▶ [Exercise objective]: From the entries that follow, gather each line holding the word "PanelFocus".

▶ [Data extracts]:
▽

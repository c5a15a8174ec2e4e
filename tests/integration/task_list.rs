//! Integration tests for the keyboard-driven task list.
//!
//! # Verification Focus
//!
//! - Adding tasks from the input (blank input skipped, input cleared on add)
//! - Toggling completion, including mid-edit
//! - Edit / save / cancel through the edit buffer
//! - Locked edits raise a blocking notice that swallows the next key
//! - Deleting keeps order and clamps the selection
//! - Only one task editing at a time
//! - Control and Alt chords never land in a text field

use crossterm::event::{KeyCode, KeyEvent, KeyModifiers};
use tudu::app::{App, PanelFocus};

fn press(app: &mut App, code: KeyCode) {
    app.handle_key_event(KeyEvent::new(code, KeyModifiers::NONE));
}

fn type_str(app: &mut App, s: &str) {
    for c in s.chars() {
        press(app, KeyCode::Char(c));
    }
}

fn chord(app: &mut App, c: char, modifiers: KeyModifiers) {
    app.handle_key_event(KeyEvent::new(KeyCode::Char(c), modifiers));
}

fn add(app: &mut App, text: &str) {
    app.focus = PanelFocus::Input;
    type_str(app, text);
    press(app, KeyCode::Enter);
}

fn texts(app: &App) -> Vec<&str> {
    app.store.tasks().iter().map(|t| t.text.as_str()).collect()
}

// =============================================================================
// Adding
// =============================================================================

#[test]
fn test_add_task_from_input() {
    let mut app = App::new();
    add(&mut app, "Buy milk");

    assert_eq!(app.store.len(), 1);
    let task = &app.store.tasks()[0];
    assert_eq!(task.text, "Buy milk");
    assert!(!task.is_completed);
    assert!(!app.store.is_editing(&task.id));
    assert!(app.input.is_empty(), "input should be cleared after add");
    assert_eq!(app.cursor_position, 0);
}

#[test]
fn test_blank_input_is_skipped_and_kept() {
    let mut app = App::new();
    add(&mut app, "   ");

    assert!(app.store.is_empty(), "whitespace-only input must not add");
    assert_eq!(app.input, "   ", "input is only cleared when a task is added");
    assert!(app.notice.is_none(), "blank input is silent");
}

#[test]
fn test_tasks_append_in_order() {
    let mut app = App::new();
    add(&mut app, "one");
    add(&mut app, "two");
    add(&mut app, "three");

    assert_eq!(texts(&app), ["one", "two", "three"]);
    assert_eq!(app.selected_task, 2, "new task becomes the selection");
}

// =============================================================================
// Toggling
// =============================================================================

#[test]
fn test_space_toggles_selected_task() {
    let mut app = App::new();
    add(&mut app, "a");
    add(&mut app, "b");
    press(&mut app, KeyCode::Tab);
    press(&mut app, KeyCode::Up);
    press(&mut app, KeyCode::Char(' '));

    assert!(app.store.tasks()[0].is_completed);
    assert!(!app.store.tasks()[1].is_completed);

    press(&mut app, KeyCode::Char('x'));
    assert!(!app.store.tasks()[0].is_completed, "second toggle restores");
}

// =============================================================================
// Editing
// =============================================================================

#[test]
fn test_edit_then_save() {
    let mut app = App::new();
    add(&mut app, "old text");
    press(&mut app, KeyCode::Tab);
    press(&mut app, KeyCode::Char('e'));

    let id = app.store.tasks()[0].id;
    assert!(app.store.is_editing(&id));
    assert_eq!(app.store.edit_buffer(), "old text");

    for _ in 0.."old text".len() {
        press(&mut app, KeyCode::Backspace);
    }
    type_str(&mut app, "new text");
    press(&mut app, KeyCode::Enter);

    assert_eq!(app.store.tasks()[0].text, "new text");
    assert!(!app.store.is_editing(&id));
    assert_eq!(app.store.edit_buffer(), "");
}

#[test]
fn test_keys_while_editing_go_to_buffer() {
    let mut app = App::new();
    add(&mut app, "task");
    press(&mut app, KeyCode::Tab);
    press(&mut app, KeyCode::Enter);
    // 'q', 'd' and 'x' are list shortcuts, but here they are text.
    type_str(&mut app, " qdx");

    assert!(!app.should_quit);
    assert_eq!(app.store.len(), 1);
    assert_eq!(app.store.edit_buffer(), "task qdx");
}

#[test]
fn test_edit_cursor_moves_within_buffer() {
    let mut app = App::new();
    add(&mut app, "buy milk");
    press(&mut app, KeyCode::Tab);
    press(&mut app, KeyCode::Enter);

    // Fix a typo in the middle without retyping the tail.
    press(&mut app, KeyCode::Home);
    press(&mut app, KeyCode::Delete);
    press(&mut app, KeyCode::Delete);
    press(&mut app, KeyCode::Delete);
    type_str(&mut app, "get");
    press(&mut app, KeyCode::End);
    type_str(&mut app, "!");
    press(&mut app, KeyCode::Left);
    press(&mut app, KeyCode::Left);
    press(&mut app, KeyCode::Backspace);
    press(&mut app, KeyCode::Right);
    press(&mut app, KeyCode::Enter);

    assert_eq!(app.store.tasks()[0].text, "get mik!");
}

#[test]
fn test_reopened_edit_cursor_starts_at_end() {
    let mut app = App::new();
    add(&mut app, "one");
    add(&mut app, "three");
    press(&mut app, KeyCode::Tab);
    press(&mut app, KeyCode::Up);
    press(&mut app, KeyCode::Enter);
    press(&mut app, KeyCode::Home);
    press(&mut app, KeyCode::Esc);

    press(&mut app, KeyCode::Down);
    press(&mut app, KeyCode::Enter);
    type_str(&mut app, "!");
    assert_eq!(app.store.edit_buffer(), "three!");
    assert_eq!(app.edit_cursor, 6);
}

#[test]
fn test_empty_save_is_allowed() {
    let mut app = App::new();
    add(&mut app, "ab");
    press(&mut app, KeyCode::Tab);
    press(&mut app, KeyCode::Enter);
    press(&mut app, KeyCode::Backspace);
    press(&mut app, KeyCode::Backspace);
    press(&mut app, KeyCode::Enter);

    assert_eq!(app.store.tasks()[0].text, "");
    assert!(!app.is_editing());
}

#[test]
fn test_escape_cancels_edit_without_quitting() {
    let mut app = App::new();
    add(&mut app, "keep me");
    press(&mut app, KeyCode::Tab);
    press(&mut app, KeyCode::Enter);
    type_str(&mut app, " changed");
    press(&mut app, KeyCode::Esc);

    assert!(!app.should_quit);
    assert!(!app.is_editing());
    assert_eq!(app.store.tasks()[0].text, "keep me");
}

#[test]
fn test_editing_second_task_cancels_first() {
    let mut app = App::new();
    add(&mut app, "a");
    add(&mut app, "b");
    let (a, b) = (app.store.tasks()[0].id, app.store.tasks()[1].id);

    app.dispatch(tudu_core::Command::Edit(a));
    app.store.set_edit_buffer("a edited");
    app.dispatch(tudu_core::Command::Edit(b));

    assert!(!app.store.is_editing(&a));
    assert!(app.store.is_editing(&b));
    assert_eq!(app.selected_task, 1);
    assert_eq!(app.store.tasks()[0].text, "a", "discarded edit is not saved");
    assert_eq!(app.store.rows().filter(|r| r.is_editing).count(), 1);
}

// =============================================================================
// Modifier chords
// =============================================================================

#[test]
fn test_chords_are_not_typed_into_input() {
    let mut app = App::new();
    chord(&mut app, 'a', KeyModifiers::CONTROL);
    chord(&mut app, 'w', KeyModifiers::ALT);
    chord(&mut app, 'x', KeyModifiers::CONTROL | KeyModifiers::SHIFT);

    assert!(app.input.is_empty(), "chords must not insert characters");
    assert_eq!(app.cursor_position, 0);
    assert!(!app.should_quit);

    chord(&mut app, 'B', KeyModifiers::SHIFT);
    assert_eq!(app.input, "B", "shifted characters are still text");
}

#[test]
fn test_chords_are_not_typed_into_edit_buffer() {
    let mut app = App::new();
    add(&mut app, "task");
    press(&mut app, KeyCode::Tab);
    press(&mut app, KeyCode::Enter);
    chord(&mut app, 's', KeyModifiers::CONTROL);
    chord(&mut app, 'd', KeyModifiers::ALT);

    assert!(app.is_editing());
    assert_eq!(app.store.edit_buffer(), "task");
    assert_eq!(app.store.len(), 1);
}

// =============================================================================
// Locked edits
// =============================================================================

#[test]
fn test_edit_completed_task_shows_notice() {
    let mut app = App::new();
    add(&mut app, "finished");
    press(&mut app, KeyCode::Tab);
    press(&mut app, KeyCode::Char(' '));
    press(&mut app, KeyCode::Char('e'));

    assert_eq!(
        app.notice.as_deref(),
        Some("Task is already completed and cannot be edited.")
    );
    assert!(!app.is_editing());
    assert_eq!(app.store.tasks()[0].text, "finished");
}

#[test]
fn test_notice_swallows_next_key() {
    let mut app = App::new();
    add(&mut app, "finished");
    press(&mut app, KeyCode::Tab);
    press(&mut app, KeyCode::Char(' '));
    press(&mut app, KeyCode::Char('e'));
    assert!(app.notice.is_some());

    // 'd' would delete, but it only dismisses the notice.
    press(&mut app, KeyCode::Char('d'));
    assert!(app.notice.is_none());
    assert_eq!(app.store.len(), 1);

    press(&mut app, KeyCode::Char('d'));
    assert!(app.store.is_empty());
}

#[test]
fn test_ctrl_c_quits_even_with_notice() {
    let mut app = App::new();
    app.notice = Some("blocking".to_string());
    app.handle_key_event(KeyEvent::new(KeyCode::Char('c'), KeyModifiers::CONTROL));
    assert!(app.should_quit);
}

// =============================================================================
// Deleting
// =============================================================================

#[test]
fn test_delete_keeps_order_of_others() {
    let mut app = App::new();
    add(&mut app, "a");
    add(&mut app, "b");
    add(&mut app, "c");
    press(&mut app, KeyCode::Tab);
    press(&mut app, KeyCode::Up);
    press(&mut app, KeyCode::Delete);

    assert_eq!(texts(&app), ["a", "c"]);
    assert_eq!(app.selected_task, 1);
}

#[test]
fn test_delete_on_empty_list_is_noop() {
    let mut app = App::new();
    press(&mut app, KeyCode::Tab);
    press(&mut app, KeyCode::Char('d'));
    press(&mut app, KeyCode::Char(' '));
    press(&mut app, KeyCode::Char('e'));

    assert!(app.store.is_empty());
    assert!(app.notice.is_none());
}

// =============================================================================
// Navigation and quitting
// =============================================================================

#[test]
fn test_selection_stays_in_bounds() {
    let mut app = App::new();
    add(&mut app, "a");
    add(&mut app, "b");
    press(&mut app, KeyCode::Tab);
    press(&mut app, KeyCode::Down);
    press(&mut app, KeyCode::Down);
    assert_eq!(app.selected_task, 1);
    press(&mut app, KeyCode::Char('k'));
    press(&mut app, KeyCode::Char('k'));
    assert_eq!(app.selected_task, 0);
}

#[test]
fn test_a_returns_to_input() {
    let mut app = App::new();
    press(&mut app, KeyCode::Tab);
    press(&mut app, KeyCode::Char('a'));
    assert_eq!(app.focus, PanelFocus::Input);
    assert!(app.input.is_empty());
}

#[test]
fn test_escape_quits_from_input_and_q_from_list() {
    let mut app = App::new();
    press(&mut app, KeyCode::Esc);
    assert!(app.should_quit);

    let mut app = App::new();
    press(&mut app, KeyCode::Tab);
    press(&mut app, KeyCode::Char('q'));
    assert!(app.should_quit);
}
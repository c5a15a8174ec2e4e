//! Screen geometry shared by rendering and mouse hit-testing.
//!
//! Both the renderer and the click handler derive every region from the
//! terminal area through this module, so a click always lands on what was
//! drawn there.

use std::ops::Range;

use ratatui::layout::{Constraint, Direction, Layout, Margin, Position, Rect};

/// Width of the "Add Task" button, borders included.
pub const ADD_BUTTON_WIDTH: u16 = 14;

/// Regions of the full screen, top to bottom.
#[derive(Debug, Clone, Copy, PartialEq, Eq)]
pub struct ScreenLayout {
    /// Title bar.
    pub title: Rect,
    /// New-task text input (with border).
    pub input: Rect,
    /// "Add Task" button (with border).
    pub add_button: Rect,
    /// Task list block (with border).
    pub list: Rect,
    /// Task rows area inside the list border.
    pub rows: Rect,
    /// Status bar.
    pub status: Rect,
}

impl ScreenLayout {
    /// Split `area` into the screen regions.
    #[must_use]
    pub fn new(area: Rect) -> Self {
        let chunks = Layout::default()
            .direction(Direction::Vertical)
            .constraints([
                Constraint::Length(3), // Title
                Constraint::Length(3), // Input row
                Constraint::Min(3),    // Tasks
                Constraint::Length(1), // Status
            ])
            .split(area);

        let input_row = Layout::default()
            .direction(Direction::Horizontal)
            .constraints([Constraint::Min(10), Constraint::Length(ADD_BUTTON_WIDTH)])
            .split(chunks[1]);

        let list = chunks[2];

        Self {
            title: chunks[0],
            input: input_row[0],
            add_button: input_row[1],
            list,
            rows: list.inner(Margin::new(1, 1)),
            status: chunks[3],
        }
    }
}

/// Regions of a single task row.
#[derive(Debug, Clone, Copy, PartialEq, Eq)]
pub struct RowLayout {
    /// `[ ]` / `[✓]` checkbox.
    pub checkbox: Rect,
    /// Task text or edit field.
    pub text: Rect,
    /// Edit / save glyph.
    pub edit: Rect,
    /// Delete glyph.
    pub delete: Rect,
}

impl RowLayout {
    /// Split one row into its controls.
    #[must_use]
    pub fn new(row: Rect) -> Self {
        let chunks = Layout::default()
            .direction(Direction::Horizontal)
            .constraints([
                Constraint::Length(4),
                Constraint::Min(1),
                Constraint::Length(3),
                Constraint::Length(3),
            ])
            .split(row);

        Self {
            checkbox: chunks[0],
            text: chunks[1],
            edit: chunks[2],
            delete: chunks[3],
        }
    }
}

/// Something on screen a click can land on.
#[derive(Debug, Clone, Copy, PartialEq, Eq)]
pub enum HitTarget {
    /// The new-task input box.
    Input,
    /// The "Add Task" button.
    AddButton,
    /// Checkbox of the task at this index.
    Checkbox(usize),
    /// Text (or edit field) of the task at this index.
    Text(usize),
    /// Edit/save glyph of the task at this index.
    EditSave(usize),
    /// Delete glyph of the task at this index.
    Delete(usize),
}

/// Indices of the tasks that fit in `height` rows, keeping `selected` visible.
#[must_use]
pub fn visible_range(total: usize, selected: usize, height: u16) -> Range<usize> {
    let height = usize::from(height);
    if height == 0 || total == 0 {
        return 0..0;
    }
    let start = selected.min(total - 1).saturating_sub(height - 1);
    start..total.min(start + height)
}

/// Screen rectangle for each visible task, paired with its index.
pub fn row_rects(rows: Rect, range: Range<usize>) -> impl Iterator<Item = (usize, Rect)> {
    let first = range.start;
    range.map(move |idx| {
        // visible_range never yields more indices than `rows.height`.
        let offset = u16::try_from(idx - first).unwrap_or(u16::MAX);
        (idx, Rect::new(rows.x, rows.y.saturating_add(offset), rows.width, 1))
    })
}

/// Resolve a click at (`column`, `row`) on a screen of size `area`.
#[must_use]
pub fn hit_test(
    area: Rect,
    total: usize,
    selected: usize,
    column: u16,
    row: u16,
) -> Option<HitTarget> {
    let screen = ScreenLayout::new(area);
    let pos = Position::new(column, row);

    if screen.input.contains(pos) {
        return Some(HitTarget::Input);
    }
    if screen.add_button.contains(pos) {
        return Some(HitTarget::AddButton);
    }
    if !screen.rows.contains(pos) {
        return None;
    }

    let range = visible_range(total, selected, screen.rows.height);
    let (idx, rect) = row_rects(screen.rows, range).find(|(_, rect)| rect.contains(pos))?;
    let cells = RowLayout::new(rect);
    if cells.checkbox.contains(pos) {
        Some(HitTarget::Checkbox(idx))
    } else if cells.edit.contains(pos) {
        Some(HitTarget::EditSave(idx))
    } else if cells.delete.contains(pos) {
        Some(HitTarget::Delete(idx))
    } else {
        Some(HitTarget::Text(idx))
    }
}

△

▶ [Written solution]:
use tudu::app::{App, PanelFocus};
    app.focus = PanelFocus::Input;
    assert_eq!(app.focus, PanelFocus::Input);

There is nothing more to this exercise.